Search the records for the string "SIGINT" and report how many lines contain it, with nothing else.

═════ WORKING DATA

use std::net::SocketAddr;
use std::sync::Arc;

use anyhow::Context;
use tracing_subscriber::{layer::SubscriberExt, util::SubscriberInitExt};

use trinity_api::config::ServerConfig;
use trinity_api::middleware::access_log::AccessLogWriter;
use trinity_api::router::build_app_router;
use trinity_api::state::AppState;
use trinity_worker::{RunnerConfig, ScanRunner};

#[tokio::main]
async fn main() -> anyhow::Result<()> {
    dotenvy::dotenv().ok();

    // --- Tracing ---
    tracing_subscriber::registry()
        .with(
            tracing_subscriber::EnvFilter::try_from_default_env().unwrap_or_else(|_| {
                "trinity_api=debug,trinity_worker=debug,tower_http=debug".into()
            }),
        )
        .with(tracing_subscriber::fmt::layer())
        .init();

    // --- Configuration ---
    let config = ServerConfig::from_env().context("Invalid server configuration")?;
    tracing::info!(host = %config.host, port = %config.port, "Loaded server configuration");

    // --- Database ---
    let database_url = std::env::var("DATABASE_URL").context("DATABASE_URL must be set")?;

    let pool = trinity_db::create_pool(&database_url)
        .await
        .context("Failed to connect to database")?;
    tracing::info!("Database connection pool created");

    trinity_db::health_check(&pool)
        .await
        .context("Database health check failed")?;

    trinity_db::run_migrations(&pool)
        .await
        .context("Failed to run database migrations")?;
    tracing::info!("Database migrations applied");

    // --- Scan runner ---
    let runner_config = RunnerConfig::from_env().context("Invalid scan runner configuration")?;
    if runner_config.dry_run {
        tracing::warn!("DRY_RUN enabled: scans will be simulated");
    }
    let scan_runner = ScanRunner::new(pool.clone(), runner_config);
    let orphaned = scan_runner
        .fail_orphaned()
        .await
        .context("Failed to reconcile unfinished scans")?;
    if orphaned > 0 {
        tracing::warn!(orphaned, "Marked scans left over from a previous run as failed");
    }

    // --- Access log ---
    let access_log = match &config.access_log_path {
        Some(path) => {
            let writer = AccessLogWriter::open(path)
                .await
                .with_context(|| format!("Failed to open access log {}", path.display()))?;
            tracing::info!(path = %path.display(), "Writing access log");
            Some(Arc::new(writer))
        }
        None => None,
    };

    // --- App state ---
    let state = AppState {
        pool,
        config: Arc::new(config.clone()),
        scan_runner,
    };

    let app = build_app_router(state, &config, access_log);

    // --- Start server ---
    let addr = SocketAddr::new(
        config.host.parse().context("Invalid HOST address")?,
        config.port,
    );
    tracing::info!(%addr, "Starting server");

    let listener = tokio::net::TcpListener::bind(addr)
        .await
        .context("Failed to bind to address")?;

    axum::serve(
        listener,
        app.into_make_service_with_connect_info::<SocketAddr>(),
    )
    .with_graceful_shutdown(shutdown_signal())
    .await
    .context("Server error")?;

    tracing::info!("Graceful shutdown complete");
    Ok(())
}

/// Wait for SIGINT (Ctrl-C) or, on Unix, SIGTERM.
async fn shutdown_signal() {
    let ctrl_c = async {
        if let Err(e) = tokio::signal::ctrl_c().await {
            tracing::error!(error = %e, "Failed to install Ctrl-C handler");
            std::future::pending::<()>().await;
        }
    };

    #[cfg(unix)]
    let terminate = async {
        match tokio::signal::unix::signal(tokio::signal::unix::SignalKind::terminate()) {
            Ok(mut sig) => {
                sig.recv().await;
            }
            Err(e) => {
                tracing::error!(error = %e, "Failed to install SIGTERM handler");
                std::future::pending::<()>().await;
            }
        }
    };

    #[cfg(not(unix))]
    let terminate = std::future::pending::<()>();

    tokio::select! {
        () = ctrl_c => {
            tracing::info!("Received SIGINT (Ctrl-C), starting graceful shutdown");
        }
        () = terminate => {
            tracing::info!("Received SIGTERM, starting graceful shutdown");
        }
    }
}
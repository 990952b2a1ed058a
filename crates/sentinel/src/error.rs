/// Errors raised by the sentinel's file and database work.
#[derive(Debug, thiserror::Error)]
pub enum SentinelError {
    #[error("I/O error: {0}")]
    Io(#[from] std::io::Error),

    #[error("Database error: {0}")]
    Database(#[from] sqlx::Error),

    #[error("JSON error: {0}")]
    Json(#[from] serde_json::Error),
}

══════════

**THE COMPLETED TASK**
2